Maroni: “Mettiamo guardie armate sui treni della Lombardia”

Un tweet del presidente della Regione annuncia l'avvio del progetto sulle tratte "calde" di Trenord

Roberto Maroni il centro commerciale arese

«Mettiamo guardie armate sui treni della Lombardia per aumentare la sicurezza dei viaggiatori e degli operatori». Lo ha scritto, sul suo account Twitter, il presidente della Regione Lombardia Roberto Maroni, dopo l’annuncio del progetto sulla presenza di 100 guardie armate sui treni regionali. Questo progetto prenderà il via sulle linee di Bergamo, Treviglio e Como, e in seguito dovrebbe essere attivo anche in tutte le altre provincie.

Roberto Maroni

Il tutto nelle tratte considerate piu’ pericolose.
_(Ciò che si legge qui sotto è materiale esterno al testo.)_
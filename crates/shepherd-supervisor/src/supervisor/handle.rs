//! Supervisor handle - public API for interacting with the supervisor.
//!
//! This module contains the `Supervisor` struct, a lightweight handle
//! that can be cloned and shared across tasks. All methods send commands
//! to the internal actor and await responses.

use super::commands::SupervisorCommand;
use super::types::{ExitReport, ProcessSnapshot};
use shepherd_common::{Pid, ProcessError, ProcessResult};
use shepherd_spawn::{ProcessSpec, SpawnStrategy};
use std::sync::Arc;
use tokio::sync::{mpsc, oneshot};

/// Cloneable handle to a supervisor actor.
///
/// The actor (and with it every supervised worker) is stopped gracefully
/// once the last handle is dropped.
#[derive(Clone)]
pub struct Supervisor {
    pub(super) cmd_tx: mpsc::Sender<SupervisorCommand>,
}

impl Supervisor {
    // -------------------------------------------------------------------------
    // Error Mapping Helpers
    // -------------------------------------------------------------------------

    /// Map a channel send error to a ProcessError.
    fn map_send_err(context: &str) -> ProcessError {
        ProcessError::channel_closed(format!("{}: actor unavailable (channel closed)", context))
    }

    /// Map a oneshot receive error to a ProcessError.
    fn map_recv_err(context: &str) -> ProcessError {
        ProcessError::channel_closed(format!("{}: actor dropped response", context))
    }

    // -------------------------------------------------------------------------
    // Lifecycle Methods
    // -------------------------------------------------------------------------

    /// Register and launch a worker, returning its process id.
    ///
    /// Terminal outcomes of the worker are logged with the process name;
    /// use [`Supervisor::start_reported`] to receive them on a channel
    /// instead.
    ///
    /// # Errors
    /// - `ProcessError::Validation` if the spec names neither a script
    ///   nor a working directory, or no script could be resolved
    /// - `ProcessError::UnsupportedScript` if no strategy is registered
    ///   for the script's extension (nothing is registered)
    /// - `ProcessError::SpawnFailed` if the OS rejected the spawn; the
    ///   entry stays registered and remains eligible for restarts
    pub async fn start(&self, spec: ProcessSpec) -> ProcessResult<Pid> {
        self.start_with(spec, None).await
    }

    /// Like [`Supervisor::start`], but terminal outcomes ([`ExitReport`])
    /// are delivered on the given channel, one per distinct termination.
    pub async fn start_reported(
        &self,
        spec: ProcessSpec,
        reporter: mpsc::UnboundedSender<ExitReport>,
    ) -> ProcessResult<Pid> {
        self.start_with(spec, Some(reporter)).await
    }

    async fn start_with(
        &self,
        spec: ProcessSpec,
        reporter: Option<mpsc::UnboundedSender<ExitReport>>,
    ) -> ProcessResult<Pid> {
        let (tx, rx) = oneshot::channel();
        self.cmd_tx
            .send(SupervisorCommand::Start {
                spec,
                reporter,
                resp: tx,
            })
            .await
            .map_err(|_| Self::map_send_err("start"))?;
        rx.await.map_err(|_| Self::map_recv_err("start"))?
    }

    /// Restart every entry matching the name (one-to-many fan-out).
    ///
    /// A live entry is stopped first and relaunched only after its grace
    /// period resolves; a stopped entry is relaunched immediately. The
    /// returned vector holds one relaunch result per matching entry and
    /// is empty when nothing matched.
    pub async fn restart(&self, name: &str) -> ProcessResult<Vec<ProcessResult<()>>> {
        let (tx, rx) = oneshot::channel();
        self.cmd_tx
            .send(SupervisorCommand::Restart {
                name: name.to_string(),
                resp: tx,
            })
            .await
            .map_err(|_| Self::map_send_err("restart"))?;
        rx.await.map_err(|_| Self::map_recv_err("restart"))
    }

    /// Gracefully stop every entry matching the name.
    ///
    /// Each match gets the "please stop" message (control line or
    /// termination signal), then a force kill once the grace period
    /// elapses. One result per match: `Ok` when the stop resolved,
    /// `ProcessError::NotRunning` when the entry had no live process.
    pub async fn stop(&self, name: &str) -> ProcessResult<Vec<ProcessResult<()>>> {
        let (tx, rx) = oneshot::channel();
        self.cmd_tx
            .send(SupervisorCommand::Stop {
                name: name.to_string(),
                resp: tx,
            })
            .await
            .map_err(|_| Self::map_send_err("stop"))?;
        rx.await.map_err(|_| Self::map_recv_err("stop"))
    }

    /// Gracefully stop every entry with a live process.
    ///
    /// Returns one `(display id, result)` pair per affected entry, not an
    /// aggregate; an empty registry yields an empty vector.
    pub async fn stop_all(&self) -> ProcessResult<Vec<(String, ProcessResult<()>)>> {
        let (tx, rx) = oneshot::channel();
        self.cmd_tx
            .send(SupervisorCommand::StopAll { resp: tx })
            .await
            .map_err(|_| Self::map_send_err("stop_all"))?;
        rx.await.map_err(|_| Self::map_recv_err("stop_all"))
    }

    // -------------------------------------------------------------------------
    // Configuration and Query Methods
    // -------------------------------------------------------------------------

    /// Register (or replace) the spawn strategy for a script extension.
    ///
    /// The table is open: new worker kinds plug in without touching any
    /// other component. Affects workers launched after the call.
    pub async fn register_handler(
        &self,
        extension: &str,
        strategy: Arc<dyn SpawnStrategy>,
    ) -> ProcessResult<()> {
        let (tx, rx) = oneshot::channel();
        self.cmd_tx
            .send(SupervisorCommand::RegisterHandler {
                extension: extension.to_string(),
                strategy,
                resp: tx,
            })
            .await
            .map_err(|_| Self::map_send_err("register_handler"))?;
        rx.await.map_err(|_| Self::map_recv_err("register_handler"))
    }

    /// Snapshot every registry entry, in registration order.
    pub async fn processes(&self) -> ProcessResult<Vec<ProcessSnapshot>> {
        let (tx, rx) = oneshot::channel();
        self.cmd_tx
            .send(SupervisorCommand::Processes { resp: tx })
            .await
            .map_err(|_| Self::map_send_err("processes"))?;
        rx.await.map_err(|_| Self::map_recv_err("processes"))
    }
}
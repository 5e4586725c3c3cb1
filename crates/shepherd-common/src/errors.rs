//! Error types for the shepherd supervisor.
//!
//! All supervisor failures are local and recoverable: they are reported to
//! the caller through results or reporter channels, and none of them bring
//! the supervisor itself down.

use thiserror::Error;

/// Result type alias for supervisor operations.
pub type ProcessResult<T> = std::result::Result<T, ProcessError>;

/// Error taxonomy for process supervision.
///
/// Each variant carries enough context to identify the affected entry.
/// Runtime outcomes of a worker (clean exit, crash, kill) are not errors;
/// they travel on the exit-report channel instead.
#[derive(Error, Debug, Clone)]
pub enum ProcessError {
    /// The process spec was missing or incomplete; nothing was registered.
    #[error("Invalid process spec: {reason}")]
    Validation { reason: String },

    /// The script's extension maps to no known spawn strategy; nothing
    /// was registered.
    #[error("Don't know how to start {script}")]
    UnsupportedScript { script: String },

    /// The OS failed to create the process. The entry stays registered
    /// and remains eligible for restart scheduling.
    #[error("Process spawn failed: {id} - {reason}")]
    SpawnFailed { id: String, reason: String },

    /// Stop was requested for an entry with no live process.
    #[error("No process to stop: {id}")]
    NotRunning { id: String },

    /// The supervisor actor is gone (all handles dropped or the actor
    /// dropped a response).
    #[error("Supervisor unavailable: {context}")]
    ChannelClosed { context: String },
}

impl ProcessError {
    pub fn validation(reason: impl Into<String>) -> Self {
        Self::Validation {
            reason: reason.into(),
        }
    }

    pub fn unsupported_script(script: impl Into<String>) -> Self {
        Self::UnsupportedScript {
            script: script.into(),
        }
    }

    pub fn spawn_failed(id: impl Into<String>, reason: impl Into<String>) -> Self {
        Self::SpawnFailed {
            id: id.into(),
            reason: reason.into(),
        }
    }

    pub fn not_running(id: impl Into<String>) -> Self {
        Self::NotRunning { id: id.into() }
    }

    pub fn channel_closed(context: impl Into<String>) -> Self {
        Self::ChannelClosed {
            context: context.into(),
        }
    }
}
Si tratterà della presenza dei vigilantes di Sicuritalia. L’assessore regionale alle Infrastrutture e Mobilità Alessandro Sorte motiva così questa scelta: «Avevamo chiesto di potenziare la polizia ferroviaria, poi avevamo insistito perché il Governo lasciasse sul territorio lombardo i militari impiegati per l’Expo. Picche. È così che abbiamo deciso di mettere in campo prima i vigilantes, che hanno avviato la sperimentazione migliorando sensibilmente la sicurezza e ora, grazie anche alla collaborazione delle Prefetture, arriva personale ancor più qualificato: le guardie armate. Naturalmente saranno concentrate sulle linee più calde, dove le aggressioni si moltiplicano».